Wednesday, August 10, 2011

The inflation tax

As the world economy is slowing down governments has two categories of tools to use to help their economies, fiscal and monetary policy. One involves the state increasing spending or cutting taxes to stimulate demand while the other involves the central bank simply printing new money and injecting it in to the economy. To many monetary policy might seem preferable since you would then get something for nothing. While fiscal policy is financed by tax money either collected now or sometime in the future, monetary policy simply involves printing some new money.

But monitory policy is paid for with inflation rather then taxes, which will have a similar effect on the citizenry. As the supply of anything increases its worth falls, this is as true of money as it is of tomatoes. When more money is created the value of all other money decreases. So in order for this new printed money to come in to existence the money in everyone's bank accounts will be worth a little less and everyones salaries will decrease a little in real terms. Instead of paying a direct tax to the government (either now or sometime in the future) to finance its fiscal policy the value is directly extracted from your bank account and your salary.

Monday, August 8, 2011

The future of secular Turkey

Turkey's mildly Islamist Government has been prevented from more fully embracing an Islamist agenda by two forces. The first is the powerful and staunchly secular Turkish army, the second is the prospect of EU membership, both of these are fading.

Last week the top military brass resigned in protest over the arrests of officer charged with alleged plot making. In effect handing over power over the military to the civilian government by giving them their pick of replacement. This is hugely important since the army has seen itself as defenders of Ataturks vision of a secular Turkey and has in modern history toppled no less then four governments by the means of military coups. With them neutralized the most serious bulwark against the islamization of Turkey has been overcome.

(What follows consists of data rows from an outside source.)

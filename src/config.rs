//! Configuration types for the chat client.

use serde::{Deserialize, Serialize};
use std::path::PathBuf;

/// Default system instruction given to the chat model.
pub const DEFAULT_SYSTEM_INSTRUCTION: &str = "You are a friendly and helpful AI chatbot named Lucero AI. \
Your previous name was RuleBot, but you've been upgraded with a powerful AI model. \
Keep your responses concise and conversational.";

/// Top-level configuration.
#[derive(Debug, Clone, Default, Serialize, Deserialize)]
#[serde(default)]
pub struct LuceroConfig {
    /// Audio output settings.
    pub audio: AudioConfig,
    /// Remote chat model settings.
    pub chat: ChatConfig,
    /// Remote text-to-speech settings.
    pub tts: TtsConfig,
    /// Conversation history storage settings.
    pub storage: StorageConfig,
}

/// Audio output configuration.
#[derive(Debug, Clone, Serialize, Deserialize)]
#[serde(default)]
pub struct AudioConfig {
    /// Sample rate of the TTS payload and of the output device, in Hz.
    pub sample_rate: u32,
    /// Channel count of the TTS payload (1 = mono).
    pub channels: u16,
    /// Output device name (None = system default).
    pub output_device: Option<String>,
}

impl Default for AudioConfig {
    fn default() -> Self {
        Self {
            sample_rate: 24_000,
            channels: 1,
            output_device: None,
        }
    }
}

/// Remote chat model configuration.
#[derive(Debug, Clone, Serialize, Deserialize)]
#[serde(default)]
pub struct ChatConfig {
    /// API key. When empty, `GEMINI_API_KEY` and then `API_KEY` are consulted.
    pub api_key: String,
    /// API base URL, including the version path segment.
    pub base_url: String,
    /// Chat model identifier.
    pub model: String,
    /// System instruction sent with every turn.
    pub system_instruction: String,
    /// Per-request timeout in seconds.
    pub request_timeout_secs: u64,
}

impl Default for ChatConfig {
    fn default() -> Self {
        Self {
            api_key: String::new(),
            base_url: "https://generativelanguage.googleapis.com/v1beta".to_owned(),
            model: "gemini-2.5-flash".to_owned(),
            system_instruction: DEFAULT_SYSTEM_INSTRUCTION.to_owned(),
            request_timeout_secs: 60,
        }
    }
}

impl ChatConfig {
    /// Resolve the API key from config, falling back to the environment.
    ///
    /// Returns `None` when no non-blank key is available anywhere.
    #[must_use]
    pub fn resolved_api_key(&self) -> Option<String> {
        if !self.api_key.trim().is_empty() {
            return Some(self.api_key.trim().to_owned());
        }
        ["GEMINI_API_KEY", "API_KEY"]
            .iter()
            .filter_map(|var| std::env::var(var).ok())
            .map(|v| v.trim().to_owned())
            .find(|v| !v.is_empty())
    }
}

/// Remote text-to-speech configuration.
#[derive(Debug, Clone, Serialize, Deserialize)]
#[serde(default)]
pub struct TtsConfig {
    /// Whether replies are spoken at startup.
    pub enabled: bool,
    /// TTS model identifier.
    pub model: String,
    /// Prebuilt voice name.
    pub voice: String,
}

impl Default for TtsConfig {
    fn default() -> Self {
        Self {
            enabled: true,
            model: "gemini-2.5-flash-preview-tts".to_owned(),
            voice: "Kore".to_owned(),
        }
    }
}

/// Conversation history storage configuration.
#[derive(Debug, Clone, Serialize, Deserialize)]
#[serde(default)]
pub struct StorageConfig {
    /// Store directory (None = `<data dir>/store`).
    pub dir: Option<PathBuf>,
    /// Key under which the message log is saved.
    pub history_key: String,
}

impl Default for StorageConfig {
    fn default() -> Self {
        Self {
            dir: None,
            history_key: "chatMessages".to_owned(),
        }
    }
}

impl StorageConfig {
    /// The effective store directory.
    #[must_use]
    pub fn effective_dir(&self) -> PathBuf {
        self.dir
            .clone()
            .unwrap_or_else(|| crate::paths::data_dir().join("store"))
    }
}

impl LuceroConfig {
    /// Load configuration from a TOML file, falling back to defaults for missing fields.
    ///
    /// # Errors
    ///
    /// Returns an error if the file cannot be read or parsed.
    pub fn from_file(path: &std::path::Path) -> crate::error::Result<Self> {
        let content = std::fs::read_to_string(path)?;
        toml::from_str(&content).map_err(|e| crate::error::ChatError::Config(e.to_string()))
    }

    /// Save configuration to a TOML file, creating parent directories as needed.
    ///
    /// # Errors
    ///
    /// Returns an error if the file cannot be written or the config cannot be serialized.
    pub fn save_to_file(&self, path: &std::path::Path) -> crate::error::Result<()> {
        if let Some(parent) = path.parent() {
            std::fs::create_dir_all(parent)?;
        }
        let content = toml::to_string_pretty(self)
            .map_err(|e| crate::error::ChatError::Config(e.to_string()))?;
        std::fs::write(path, content)?;
        Ok(())
    }

    /// Returns the default config file path: `<config dir>/config.toml`.
    #[must_use]
    pub fn default_config_path() -> PathBuf {
        crate::paths::config_dir().join("config.toml")
    }
}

The lure of EU membership and the massive economic gains that would entail for Turkey has helped democratize the country and preserving the countries secular attitudes have been part of this. The EU does not want any of its members practicing sharia law or any similarly undemocratic behavior. But the likelihood of EU membership is diminishing as Europeans view immigration (especially Muslim immigration) in a increasingly negative light. The French President and the German Chancellor influenced by these sentiments have made it clear that their countries oppose a Turkish membership. If Turkey's EU ambitions really are hopeless then these is no more need for them to cater to foreign audiences, the Turkish government can instead focus on domestic opinion which has a much more positive view on Islamist policies.

It is now up to the Turkish people in a truly democratic fashion to prevent the islamization of their country through the ballot box, unfortunately they are much less trustworthy in their commitment to secularism.

German power

In recent history Germany has tried and failed in their attempt to dominate the European continent twice at an enormous cost both in financial and human terms. It is ironic that they now through a process of European fiscal integration are placed in a position in many ways similar to what they tried to achieve in the two world wars they sparked.

As a response to the European sovereign debt crisis the Euro zone is moving ever closer to fiscal union, which in practice means transferring money from successful European countries (mainly Germany) to troubled European countries (most of them). In exchange for this fantastical generosity the lenders (again principally Germany) is able to force these countries to go through hugely painful and unpopular programs of austerity and economic transformation, in essence becoming more Germanic. Since Germany along with Sweden are the current prime examples of the famous Protestant work ethic and fiscal responsibility, there is likely no better example to recreate Europe’s economies in the image of. And in the long run it is likely to benefit both parties by putting Europe’s troubled economies back on track and in the process rebuilding and boosting the European market for German exports. However this is not the point, Europe could very well have thrived under the tutelage of Kaiser William and maybe even the brutal hand of the Fürer, but it meant what was then seen as an unacceptable loss of national freedom. The point is that by peaceful and benevolent means Chancellor Merkel has the potential to achieve what Germany’s militaristic leaders have failed to, power to control the domestic policies of its European neighbors and even reshape their societies to her liking.

Sunday, August 7, 2011

Do we want Assad gone?

Today we can read in the paper today how Saudi Arabia has recalled its ambassador from Syria, shortly after the Arab League condemned the Syrian crackdown. The Assad family's hold on power is looking ever more fragile. This begs the question, do we want the Syrian dictator gone?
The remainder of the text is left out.